Saved entries:
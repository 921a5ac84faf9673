//! Detalhe handlers

use super::body_or_default;
use crate::error::ApiError;
use crate::AppState;
use axum::{
    extract::{rejection::JsonRejection, Path, State},
    http::StatusCode,
    Json,
};
use serde_json::Value;
use tombamento_types::{parse_batch, BatchSummary, Detalhe};

/// Static segment of `POST /detalhes/batch`; a GET on it is a lookup of that code
pub const BATCH: &str = "batch";

pub async fn list(State(state): State<AppState>) -> Json<Vec<Detalhe>> {
    Json(state.registry.list_detalhes().await)
}

pub async fn get(
    State(state): State<AppState>,
    Path(code): Path<String>,
) -> Result<Json<Detalhe>, ApiError> {
    lookup(&state, &code).await
}

pub async fn get_batch(State(state): State<AppState>) -> Result<Json<Detalhe>, ApiError> {
    lookup(&state, BATCH).await
}

async fn lookup(state: &AppState, code: &str) -> Result<Json<Detalhe>, ApiError> {
    state
        .registry
        .detalhe(code)
        .await
        .map(Json)
        .ok_or(ApiError::DetalheNotFound)
}

pub async fn upsert(
    State(state): State<AppState>,
    payload: Result<Json<Value>, JsonRejection>,
) -> Result<(StatusCode, Json<Detalhe>), ApiError> {
    let body = body_or_default(payload)?;
    let detalhe = Detalhe::try_from(body)?;

    let saved = state.registry.upsert_detalhe(detalhe).await;
    Ok((StatusCode::CREATED, Json(saved)))
}

pub async fn batch(
    State(state): State<AppState>,
    payload: Result<Json<Value>, JsonRejection>,
) -> Result<(StatusCode, Json<BatchSummary>), ApiError> {
    let body = body_or_default(payload)?;
    let detalhes = parse_batch(body)?;

    let summary = state.registry.upsert_detalhes(detalhes).await;
    Ok((StatusCode::CREATED, Json(summary)))
}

- [Task statement]: Exactly reproduce every line of the records.

- [Written answer]:
repository 921a5ac84faf9673
//! Detalhe handlers

use super::body_or_default;
use crate::error::ApiError;
use crate::AppState;
use axum::{
    extract::{rejection::JsonRejection, Path, State},
    http::StatusCode,
    Json,
};
use serde_json::Value;
use tombamento_types::{parse_batch, BatchSummary, Detalhe};

/// Static segment of `POST /detalhes/batch`; a GET on it is a lookup of that code
pub const BATCH: &str = "batch";

pub async fn list(State(state): State<AppState>) -> Json<Vec<Detalhe>> {
    Json(state.registry.list_detalhes().await)
}

pub async fn get(
    State(state): State<AppState>,
    Path(code): Path<String>,
) -> Result<Json<Detalhe>, ApiError> {
    lookup(&state, &code).await
}

pub async fn get_batch(State(state): State<AppState>) -> Result<Json<Detalhe>, ApiError> {
    lookup(&state, BATCH).await
}

async fn lookup(state: &AppState, code: &str) -> Result<Json<Detalhe>, ApiError> {
    state
        .registry
        .detalhe(code)
        .await
        .map(Json)
        .ok_or(ApiError::DetalheNotFound)
}

pub async fn upsert(
    State(state): State<AppState>,
    payload: Result<Json<Value>, JsonRejection>,
) -> Result<(StatusCode, Json<Detalhe>), ApiError> {
    let body = body_or_default(payload)?;
    let detalhe = Detalhe::try_from(body)?;

    let saved = state.registry.upsert_detalhe(detalhe).await;
    Ok((StatusCode::CREATED, Json(saved)))
}

pub async fn batch(
    State(state): State<AppState>,
    payload: Result<Json<Value>, JsonRejection>,
) -> Result<(StatusCode, Json<BatchSummary>), ApiError> {
    let body = body_or_default(payload)?;
    let detalhes = parse_batch(body)?;

    let summary = state.registry.upsert_detalhes(detalhes).await;
    Ok((StatusCode::CREATED, Json(summary)))
}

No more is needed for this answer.